First of all, Sigmund Freud didn’t pay much attention to the mother’s relationship to her own mother in his theorizing. In fact, he didn’t blame the mother much at all. In his famous case of a child with a horse phobia, “Little Hans” – although there was plenty of evidence of Little Hans’ mother’s emotional difficulties and of his parents’ marital conflict at the time (this was revealed rather recently when the Sigmund Freud Archives revealed information gained from interviews of the father and of Little Hans himself as an adult) – Freud attributed most of Little Hans’ problems to Hans’ own inner conflicts generated by his developmental stage and position in the family – his “Oedipal Conflict” (Freud, 1909), (Chused, 2007).

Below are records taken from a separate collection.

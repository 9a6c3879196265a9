pub mod handlers;
mod repo;

use crate::state::AppState;
use axum::Router;

pub fn router() -> Router<AppState> {
    Router::new()
        .merge(handlers::read_routes())
        .merge(handlers::write_routes())
}
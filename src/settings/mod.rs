mod dto;
pub mod handlers;
mod repo;

pub(crate) use repo::validate_settings;

use crate::state::AppState;
use axum::Router;

pub fn router() -> Router<AppState> {
    Router::new()
        .merge(handlers::read_routes())
        .merge(handlers::write_routes())
}
use std::collections::BTreeMap;

use serde::{Deserialize, Serialize};
use time::{Date, OffsetDateTime};
use uuid::Uuid;

/// A tracked food item. Lives in the fridge until its remaining
/// percentage hits zero or the user removes it.
#[derive(Debug, Clone, Serialize, Deserialize)]
pub struct FridgeItem {
    pub id: Uuid,
    pub name: String,
    pub cost: f64,
    pub percentage_left: f64,
    pub expiration_date: Option<Date>,
    pub added_at: OffsetDateTime,
}

/// One ingredient of a meal. `item_name` is denormalized so a meal
/// stays displayable after the fridge item itself is gone.
#[derive(Debug, Clone, Serialize, Deserialize)]
pub struct MealIngredient {
    pub item_id: Uuid,
    pub item_name: String,
    pub percentage_used: f64,
    pub cost: f64,
}

#[derive(Debug, Clone, Serialize, Deserialize)]
pub struct Meal {
    pub id: Uuid,
    pub name: String,
    pub date: Date,
    pub meal_type: Option<String>,
    pub ingredients: Vec<MealIngredient>,
    pub total_cost: f64,
    pub portions_cooked: u32,
    pub portions_left: u32,
    pub is_active: bool,
    pub is_planned: bool,
    pub rating: Option<u8>,
}

#[derive(Debug, Clone, Serialize, Deserialize)]
pub struct ShoppingLine {
    pub name: String,
    pub final_price: f64,
}

/// A single receipt. Immutable after creation except for full replacement.
#[derive(Debug, Clone, Serialize, Deserialize)]
pub struct ShoppingEvent {
    pub id: Uuid,
    pub date: Date,
    pub lines: Vec<ShoppingLine>,
    pub total_cost: f64,
}

#[derive(Debug, Clone, Serialize, Deserialize)]
pub struct Settings {
    pub currency: String,
    pub expiration_warning_days: u32,
    /// Expected cost per meal type, keyed by the meal's `meal_type`.
    pub cost_baselines: BTreeMap<String, f64>,
    pub view_mode: String,
    pub api_key: Option<String>,
}

impl Default for Settings {
    fn default() -> Self {
        Self {
            currency: "EUR".into(),
            expiration_warning_days: 3,
            cost_baselines: BTreeMap::new(),
            view_mode: "grid".into(),
            api_key: None,
        }
    }
}

/// The whole persisted state, serialized as one JSON document.
#[derive(Debug, Clone, Default, Serialize, Deserialize)]
pub struct Dataset {
    #[serde(default)]
    pub items: Vec<FridgeItem>,
    #[serde(default)]
    pub meals: Vec<Meal>,
    #[serde(default)]
    pub shopping_events: Vec<ShoppingEvent>,
    #[serde(default)]
    pub settings: Settings,
}
use axum::{
    extract::State,
    routing::{get, post},
    Json, Router,
};
use tracing::{info, instrument};

use crate::error::ApiError;
use crate::state::AppState;
use crate::store::data::Dataset;

use super::repo;

pub fn read_routes() -> Router<AppState> {
    Router::new().route("/export", get(export_dataset))
}

pub fn write_routes() -> Router<AppState> {
    Router::new().route("/import", post(import_dataset))
}

#[instrument(skip(state))]
pub async fn export_dataset(State(state): State<AppState>) -> Json<Dataset> {
    let store = state.store.read().await;
    Json(store.data().clone())
}

#[instrument(skip(state, body))]
pub async fn import_dataset(
    State(state): State<AppState>,
    Json(body): Json<Dataset>,
) -> Result<Json<Dataset>, ApiError> {
    repo::validate(&body)?;
    let mut store = state.store.write().await;
    store.replace(body);
    store.persist().await?;
    info!(
        items = store.data().items.len(),
        meals = store.data().meals.len(),
        events = store.data().shopping_events.len(),
        "dataset imported"
    );
    Ok(Json(store.data().clone()))
}
use std::sync::Arc;

use tokio::sync::RwLock;

use crate::config::AppConfig;
use crate::store::{JsonFilePersister, MemoryPersister, Persister, Store};

#[derive(Clone)]
pub struct AppState {
    pub config: Arc<AppConfig>,
    pub store: Arc<RwLock<Store>>,
}

impl AppState {
    pub async fn init() -> anyhow::Result<Self> {
        let config = Arc::new(AppConfig::from_env()?);
        let persister = Arc::new(JsonFilePersister::new(config.data_path.clone())) as Arc<dyn Persister>;
        let store = Store::open(persister).await?;
        Ok(Self {
            config,
            store: Arc::new(RwLock::new(store)),
        })
    }

    pub fn from_parts(config: Arc<AppConfig>, store: Store) -> Self {
        Self {
            config,
            store: Arc::new(RwLock::new(store)),
        }
    }

    /// State backed by a persister that keeps nothing. For tests.
    pub fn in_memory() -> Self {
        let config = Arc::new(AppConfig {
            host: "127.0.0.1".into(),
            port: 0,
            data_path: "unused".into(),
        });
        let store = Store::from_parts(Arc::new(MemoryPersister), Default::default());
        Self::from_parts(config, store)
    }
}
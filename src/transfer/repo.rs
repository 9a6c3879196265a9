use crate::settings::validate_settings;
use crate::store::data::Dataset;
use crate::store::StoreError;

/// Import replaces the whole dataset, so a bad backup must be rejected
/// outright rather than clamped into shape.
pub fn validate(data: &Dataset) -> Result<(), StoreError> {
    for item in &data.items {
        if item.name.trim().is_empty() {
            return Err(StoreError::Validation("item with empty name".into()));
        }
        if !(item.cost >= 0.0) {
            return Err(StoreError::Validation(format!(
                "item '{}' has a negative cost",
                item.name
            )));
        }
        if !(0.0..=100.0).contains(&item.percentage_left) {
            return Err(StoreError::Validation(format!(
                "item '{}' has percentage_left outside 0..=100",
                item.name
            )));
        }
    }

    for meal in &data.meals {
        if meal.name.trim().is_empty() {
            return Err(StoreError::Validation("meal with empty name".into()));
        }
        if let Some(rating) = meal.rating {
            if !(1..=5).contains(&rating) {
                return Err(StoreError::Validation(format!(
                    "meal '{}' has rating outside 1..=5",
                    meal.name
                )));
            }
        }
        if meal.portions_left > meal.portions_cooked {
            return Err(StoreError::Validation(format!(
                "meal '{}' has more portions left than cooked",
                meal.name
            )));
        }
        for ing in &meal.ingredients {
            if !(ing.percentage_used > 0.0 && ing.percentage_used <= 100.0) {
                return Err(StoreError::Validation(format!(
                    "meal '{}' has an ingredient with percentage_used outside 0..=100",
                    meal.name
                )));
            }
        }
    }

    for event in &data.shopping_events {
        for line in &event.lines {
            if !(line.final_price >= 0.0) {
                return Err(StoreError::Validation(format!(
                    "shopping line '{}' has a negative price",
                    line.name
                )));
            }
        }
    }

    validate_settings(&data.settings)
}
use axum::{
    extract::{Path, State},
    http::StatusCode,
    routing::{delete, get, post, put},
    Json, Router,
};
use time::OffsetDateTime;
use tracing::instrument;
use uuid::Uuid;

use crate::error::ApiError;
use crate::state::AppState;
use crate::store::data::ShoppingEvent;

use super::dto::{CreateEventRequest, ReplaceEventRequest};
use super::repo;

pub fn read_routes() -> Router<AppState> {
    Router::new()
        .route("/shopping", get(list_events))
        .route("/shopping/:id", get(get_event))
}

pub fn write_routes() -> Router<AppState> {
    Router::new()
        .route("/shopping", post(create_event))
        .route("/shopping/:id", put(replace_event))
        .route("/shopping/:id", delete(delete_event))
}

#[instrument(skip(state))]
pub async fn list_events(State(state): State<AppState>) -> Json<Vec<ShoppingEvent>> {
    let store = state.store.read().await;
    Json(repo::list(store.data()))
}

#[instrument(skip(state))]
pub async fn get_event(
    State(state): State<AppState>,
    Path(id): Path<Uuid>,
) -> Result<Json<ShoppingEvent>, ApiError> {
    let store = state.store.read().await;
    Ok(Json(repo::get(store.data(), id)?))
}

#[instrument(skip(state, body))]
pub async fn create_event(
    State(state): State<AppState>,
    Json(body): Json<CreateEventRequest>,
) -> Result<(StatusCode, Json<ShoppingEvent>), ApiError> {
    let today = OffsetDateTime::now_utc().date();
    let mut store = state.store.write().await;
    let event = repo::create(store.data_mut(), body, today)?;
    store.persist().await?;
    Ok((StatusCode::CREATED, Json(event)))
}

#[instrument(skip(state, body))]
pub async fn replace_event(
    State(state): State<AppState>,
    Path(id): Path<Uuid>,
    Json(body): Json<ReplaceEventRequest>,
) -> Result<Json<ShoppingEvent>, ApiError> {
    let mut store = state.store.write().await;
    let event = repo::replace(store.data_mut(), id, body)?;
    store.persist().await?;
    Ok(Json(event))
}

#[instrument(skip(state))]
pub async fn delete_event(
    State(state): State<AppState>,
    Path(id): Path<Uuid>,
) -> Result<StatusCode, ApiError> {
    let mut store = state.store.write().await;
    repo::delete(store.data_mut(), id)?;
    store.persist().await?;
    Ok(StatusCode::NO_CONTENT)
}
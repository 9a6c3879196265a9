use time::Date;
use uuid::Uuid;

use crate::store::data::{Dataset, Meal, MealIngredient};
use crate::store::StoreError;

use super::dto::{CreateMealRequest, NewIngredient, RecookMealRequest};

pub fn list(data: &Dataset, active: Option<bool>) -> Vec<Meal> {
    let mut meals: Vec<Meal> = data
        .meals
        .iter()
        .filter(|m| active.is_none_or(|want| m.is_active == want))
        .cloned()
        .collect();
    meals.sort_by(|a, b| b.date.cmp(&a.date));
    meals
}

pub fn get(data: &Dataset, id: Uuid) -> Result<Meal, StoreError> {
    data.meals
        .iter()
        .find(|m| m.id == id)
        .cloned()
        .ok_or(StoreError::MealNotFound(id))
}

/// Creates a meal and consumes its ingredients from the fridge. Planned
/// meals consume immediately too; cooking them later is bookkeeping only.
///
/// Validation happens before any mutation, so a rejected request leaves
/// the fridge untouched.
pub fn create(data: &mut Dataset, req: CreateMealRequest, today: Date) -> Result<Meal, StoreError> {
    let name = req.name.trim();
    if name.is_empty() {
        return Err(StoreError::Validation("meal name must not be empty".into()));
    }
    if req.portions_cooked == 0 {
        return Err(StoreError::Validation(
            "a meal must have at least one portion".into(),
        ));
    }
    if req.ingredients.is_empty() {
        return Err(StoreError::Validation(
            "a meal needs at least one ingredient".into(),
        ));
    }

    let mut ingredients = Vec::with_capacity(req.ingredients.len());
    for ing in &req.ingredients {
        if !(ing.percentage_used > 0.0 && ing.percentage_used <= 100.0) {
            return Err(StoreError::Validation(
                "percentage_used must be between 0 (exclusive) and 100".into(),
            ));
        }
        let item = data
            .items
            .iter()
            .find(|i| i.id == ing.item_id)
            .ok_or(StoreError::ItemNotFound(ing.item_id))?;
        ingredients.push(MealIngredient {
            item_id: item.id,
            item_name: item.name.clone(),
            percentage_used: ing.percentage_used,
            cost: item.cost * ing.percentage_used / 100.0,
        });
    }

    apply_consumption(data, &ingredients);

    let total_cost = ingredients.iter().map(|i| i.cost).sum();
    let meal = Meal {
        id: Uuid::new_v4(),
        name: name.to_string(),
        date: req.date.unwrap_or(today),
        meal_type: req.meal_type,
        ingredients,
        total_cost,
        portions_cooked: req.portions_cooked,
        portions_left: req.portions_cooked,
        is_active: true,
        is_planned: req.is_planned,
        rating: None,
    };
    data.meals.push(meal.clone());
    Ok(meal)
}

fn apply_consumption(data: &mut Dataset, ingredients: &[MealIngredient]) {
    for ing in ingredients {
        if let Some(item) = data.items.iter_mut().find(|i| i.id == ing.item_id) {
            item.percentage_left = (item.percentage_left - ing.percentage_used).max(0.0);
        }
    }
    // an item consumed down to zero leaves the fridge
    data.items.retain(|i| i.percentage_left > 0.0);
}

/// Cook a prior meal again. Ingredients are resolved against the current
/// fridge by item id first, then by case-insensitive name, since the
/// original items may have been eaten and bought again since.
pub fn recook(
    data: &mut Dataset,
    source_id: Uuid,
    req: RecookMealRequest,
    today: Date,
) -> Result<Meal, StoreError> {
    let source = get(data, source_id)?;

    let mut resolved = Vec::with_capacity(source.ingredients.len());
    for ing in &source.ingredients {
        let item = data
            .items
            .iter()
            .find(|i| i.id == ing.item_id)
            .or_else(|| {
                data.items
                    .iter()
                    .find(|i| i.name.to_lowercase() == ing.item_name.to_lowercase())
            })
            .ok_or_else(|| {
                StoreError::Validation(format!(
                    "ingredient '{}' is no longer in the fridge",
                    ing.item_name
                ))
            })?;
        resolved.push(NewIngredient {
            item_id: item.id,
            percentage_used: ing.percentage_used,
        });
    }

    create(
        data,
        CreateMealRequest {
            name: source.name,
            date: req.date,
            meal_type: source.meal_type,
            ingredients: resolved,
            portions_cooked: req.portions_cooked.unwrap_or(source.portions_cooked),
            is_planned: req.is_planned,
        },
        today,
    )
}

/// Deleting a meal restores the consumed percentages to items that still
/// exist; ingredients whose item is gone are skipped silently.
pub fn delete(data: &mut Dataset, id: Uuid) -> Result<(), StoreError> {
    let idx = data
        .meals
        .iter()
        .position(|m| m.id == id)
        .ok_or(StoreError::MealNotFound(id))?;
    let meal = data.meals.remove(idx);
    for ing in &meal.ingredients {
        if let Some(item) = data.items.iter_mut().find(|i| i.id == ing.item_id) {
            item.percentage_left = (item.percentage_left + ing.percentage_used).min(100.0);
        }
    }
    Ok(())
}

/// Flips a planned meal to cooked. Consumption already happened at
/// planning time, so the fridge is deliberately left alone here.
pub fn mark_cooked(data: &mut Dataset, id: Uuid) -> Result<Meal, StoreError> {
    let meal = data
        .meals
        .iter_mut()
        .find(|m| m.id == id)
        .ok_or(StoreError::MealNotFound(id))?;
    if !meal.is_planned {
        return Err(StoreError::Conflict("meal is not planned".into()));
    }
    meal.is_planned = false;
    Ok(meal.clone())
}

pub fn consume_portion(data: &mut Dataset, id: Uuid) -> Result<Meal, StoreError> {
    let meal = data
        .meals
        .iter_mut()
        .find(|m| m.id == id)
        .ok_or(StoreError::MealNotFound(id))?;
    if meal.portions_left == 0 {
        return Err(StoreError::Conflict("no portions left".into()));
    }
    meal.portions_left -= 1;
    if meal.portions_left == 0 {
        meal.is_active = false;
    }
    Ok(meal.clone())
}

/// Ratings are whole stars, 1 through 5. Anything else is rejected and the
/// previous rating stays.
pub fn set_rating(data: &mut Dataset, id: Uuid, rating: i64) -> Result<Meal, StoreError> {
    if !(1..=5).contains(&rating) {
        return Err(StoreError::Validation(
            "rating must be an integer between 1 and 5".into(),
        ));
    }
    let meal = data
        .meals
        .iter_mut()
        .find(|m| m.id == id)
        .ok_or(StoreError::MealNotFound(id))?;
    meal.rating = Some(rating as u8);
    Ok(meal.clone())
}

#[cfg(test)]
mod tests {
    use super::*;
    use crate::store::data::FridgeItem;
    use time::macros::date;
    use time::OffsetDateTime;

    const TODAY: Date = date!(2026 - 08 - 28);

    fn item(name: &str, cost: f64, pct: f64) -> FridgeItem {
        FridgeItem {
            id: Uuid::new_v4(),
            name: name.into(),
            cost,
            percentage_left: pct,
            expiration_date: None,
            added_at: OffsetDateTime::now_utc(),
        }
    }

    fn meal_req(ingredients: Vec<NewIngredient>, planned: bool) -> CreateMealRequest {
        CreateMealRequest {
            name: "Pasta".into(),
            date: None,
            meal_type: Some("dinner".into()),
            ingredients,
            portions_cooked: 2,
            is_planned: planned,
        }
    }

    fn pct_of(data: &Dataset, id: Uuid) -> Option<f64> {
        data.items
            .iter()
            .find(|i| i.id == id)
            .map(|i| i.percentage_left)
    }

    #[test]
    fn planned_meal_consumes_at_creation_and_delete_restores() {
        let mut data = Dataset::default();
        let tomato = item("Tomato", 2.0, 90.0);
        let tomato_id = tomato.id;
        data.items.push(tomato);

        let meal = create(
            &mut data,
            meal_req(
                vec![NewIngredient {
                    item_id: tomato_id,
                    percentage_used: 30.0,
                }],
                true,
            ),
            TODAY,
        )
        .unwrap();
        assert!(meal.is_planned);
        assert_eq!(pct_of(&data, tomato_id), Some(60.0));
        assert_eq!(meal.total_cost, 0.6);

        delete(&mut data, meal.id).unwrap();
        assert_eq!(pct_of(&data, tomato_id), Some(90.0));
        assert!(data.meals.is_empty());
    }

    #[test]
    fn delete_after_item_disappeared_is_a_silent_noop() {
        let mut data = Dataset::default();
        let cheese = item("Cheese", 4.0, 50.0);
        let cheese_id = cheese.id;
        data.items.push(cheese);

        let meal = create(
            &mut data,
            meal_req(
                vec![NewIngredient {
                    item_id: cheese_id,
                    percentage_used: 20.0,
                }],
                false,
            ),
            TODAY,
        )
        .unwrap();
        data.items.retain(|i| i.id != cheese_id);

        delete(&mut data, meal.id).unwrap();
        assert!(data.meals.is_empty());
        assert!(data.items.is_empty());
    }

    #[test]
    fn consumption_clamps_at_zero_and_removes_the_item() {
        let mut data = Dataset::default();
        let butter = item("Butter", 3.0, 25.0);
        let butter_id = butter.id;
        data.items.push(butter);

        create(
            &mut data,
            meal_req(
                vec![NewIngredient {
                    item_id: butter_id,
                    percentage_used: 60.0,
                }],
                false,
            ),
            TODAY,
        )
        .unwrap();
        assert_eq!(pct_of(&data, butter_id), None);
    }

    #[test]
    fn rejected_create_leaves_fridge_untouched() {
        let mut data = Dataset::default();
        let rice = item("Rice", 1.5, 100.0);
        let rice_id = rice.id;
        data.items.push(rice);

        let err = create(
            &mut data,
            meal_req(
                vec![
                    NewIngredient {
                        item_id: rice_id,
                        percentage_used: 40.0,
                    },
                    NewIngredient {
                        item_id: Uuid::new_v4(),
                        percentage_used: 10.0,
                    },
                ],
                false,
            ),
            TODAY,
        )
        .unwrap_err();
        assert!(matches!(err, StoreError::ItemNotFound(_)));
        assert_eq!(pct_of(&data, rice_id), Some(100.0));
        assert!(data.meals.is_empty());
    }

    #[test]
    fn mark_cooked_flips_flag_only() {
        let mut data = Dataset::default();
        let egg = item("Egg", 0.3, 100.0);
        let egg_id = egg.id;
        data.items.push(egg);

        let meal = create(
            &mut data,
            meal_req(
                vec![NewIngredient {
                    item_id: egg_id,
                    percentage_used: 10.0,
                }],
                true,
            ),
            TODAY,
        )
        .unwrap();
        let before = pct_of(&data, egg_id);

        let cooked = mark_cooked(&mut data, meal.id).unwrap();
        assert!(!cooked.is_planned);
        assert!(cooked.is_active);
        assert_eq!(pct_of(&data, egg_id), before);

        // cooking twice is a conflict
        assert!(matches!(
            mark_cooked(&mut data, meal.id),
            Err(StoreError::Conflict(_))
        ));
    }

    #[test]
    fn rating_rejects_out_of_range_and_keeps_previous() {
        let mut data = Dataset::default();
        let bread = item("Bread", 2.2, 100.0);
        let bread_id = bread.id;
        data.items.push(bread);
        let meal = create(
            &mut data,
            meal_req(
                vec![NewIngredient {
                    item_id: bread_id,
                    percentage_used: 50.0,
                }],
                false,
            ),
            TODAY,
        )
        .unwrap();

        set_rating(&mut data, meal.id, 4).unwrap();
        for bad in [0, 6, -1] {
            assert!(matches!(
                set_rating(&mut data, meal.id, bad),
                Err(StoreError::Validation(_))
            ));
        }
        assert_eq!(data.meals[0].rating, Some(4));
    }

    #[test]
    fn last_portion_deactivates_the_meal() {
        let mut data = Dataset::default();
        let soup = item("Soup base", 2.0, 100.0);
        let soup_id = soup.id;
        data.items.push(soup);
        let meal = create(
            &mut data,
            meal_req(
                vec![NewIngredient {
                    item_id: soup_id,
                    percentage_used: 30.0,
                }],
                false,
            ),
            TODAY,
        )
        .unwrap();

        let m = consume_portion(&mut data, meal.id).unwrap();
        assert_eq!(m.portions_left, 1);
        assert!(m.is_active);
        let m = consume_portion(&mut data, meal.id).unwrap();
        assert_eq!(m.portions_left, 0);
        assert!(!m.is_active);
        assert!(matches!(
            consume_portion(&mut data, meal.id),
            Err(StoreError::Conflict(_))
        ));
    }

    #[test]
    fn recook_falls_back_to_name_match() {
        let mut data = Dataset::default();
        let old_milk = item("Milk", 1.0, 100.0);
        let old_id = old_milk.id;
        data.items.push(old_milk);
        let meal = create(
            &mut data,
            meal_req(
                vec![NewIngredient {
                    item_id: old_id,
                    percentage_used: 50.0,
                }],
                false,
            ),
            TODAY,
        )
        .unwrap();

        // the original carton is gone; a new one with a different id arrived
        data.items.retain(|i| i.id != old_id);
        let new_milk = item("MILK", 1.2, 100.0);
        let new_id = new_milk.id;
        data.items.push(new_milk);

        let recooked = recook(&mut data, meal.id, RecookMealRequest::default(), TODAY).unwrap();
        assert_eq!(recooked.name, "Pasta");
        assert_eq!(recooked.ingredients[0].item_id, new_id);
        assert_eq!(pct_of(&data, new_id), Some(50.0));
        // ingredient cost follows the current item price
        assert_eq!(recooked.total_cost, 0.6);
    }

    #[test]
    fn recook_with_no_surviving_counterpart_is_rejected() {
        let mut data = Dataset::default();
        let ham = item("Ham", 3.0, 100.0);
        let ham_id = ham.id;
        data.items.push(ham);
        let meal = create(
            &mut data,
            meal_req(
                vec![NewIngredient {
                    item_id: ham_id,
                    percentage_used: 40.0,
                }],
                false,
            ),
            TODAY,
        )
        .unwrap();
        data.items.clear();

        assert!(matches!(
            recook(&mut data, meal.id, RecookMealRequest::default(), TODAY),
            Err(StoreError::Validation(_))
        ));
        assert_eq!(data.meals.len(), 1);
    }
}
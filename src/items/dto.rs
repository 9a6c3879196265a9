use serde::{Deserialize, Serialize};
use time::Date;

use crate::store::data::FridgeItem;

#[derive(Debug, Deserialize)]
pub struct CreateItemRequest {
    pub name: String,
    pub cost: f64,
    #[serde(default = "full_percentage")]
    pub percentage_left: f64,
    #[serde(default)]
    pub expiration_date: Option<Date>,
}

fn full_percentage() -> f64 {
    100.0
}

/// Full replacement of the editable fields.
#[derive(Debug, Deserialize)]
pub struct UpdateItemRequest {
    pub name: String,
    pub cost: f64,
    pub percentage_left: f64,
    #[serde(default)]
    pub expiration_date: Option<Date>,
}

#[derive(Debug, Serialize)]
pub struct UpdatedItemResponse {
    pub item: FridgeItem,
    /// True when the update drove the percentage to zero and the item left the fridge.
    pub removed: bool,
}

The early child analysts who studied with Sigmund Freud’s daughter, Anna Freud, gave more thought to the influence of parenting. Anna Freud and Dorothy Burlingham created “Hampstead War Nurseries” in which the impact of children’s separation from their mothers was observed and the recommendation was made to keep children with their families whenever possible, even during the bombings (Midgely, 2007). One of the circle of early child analysts around Anna Freud, Berta Bornstein, wrote a classical paper describing her analytic treatment of the little boy she called “Frankie” (Bornstein, 1949). In this paper she hypothesized that Frankie’s mother’s relationship with her own mother – and to her preferred older brother – affected her own difficulty bonding to newborn Frankie and influenced her continuing relationship with her son.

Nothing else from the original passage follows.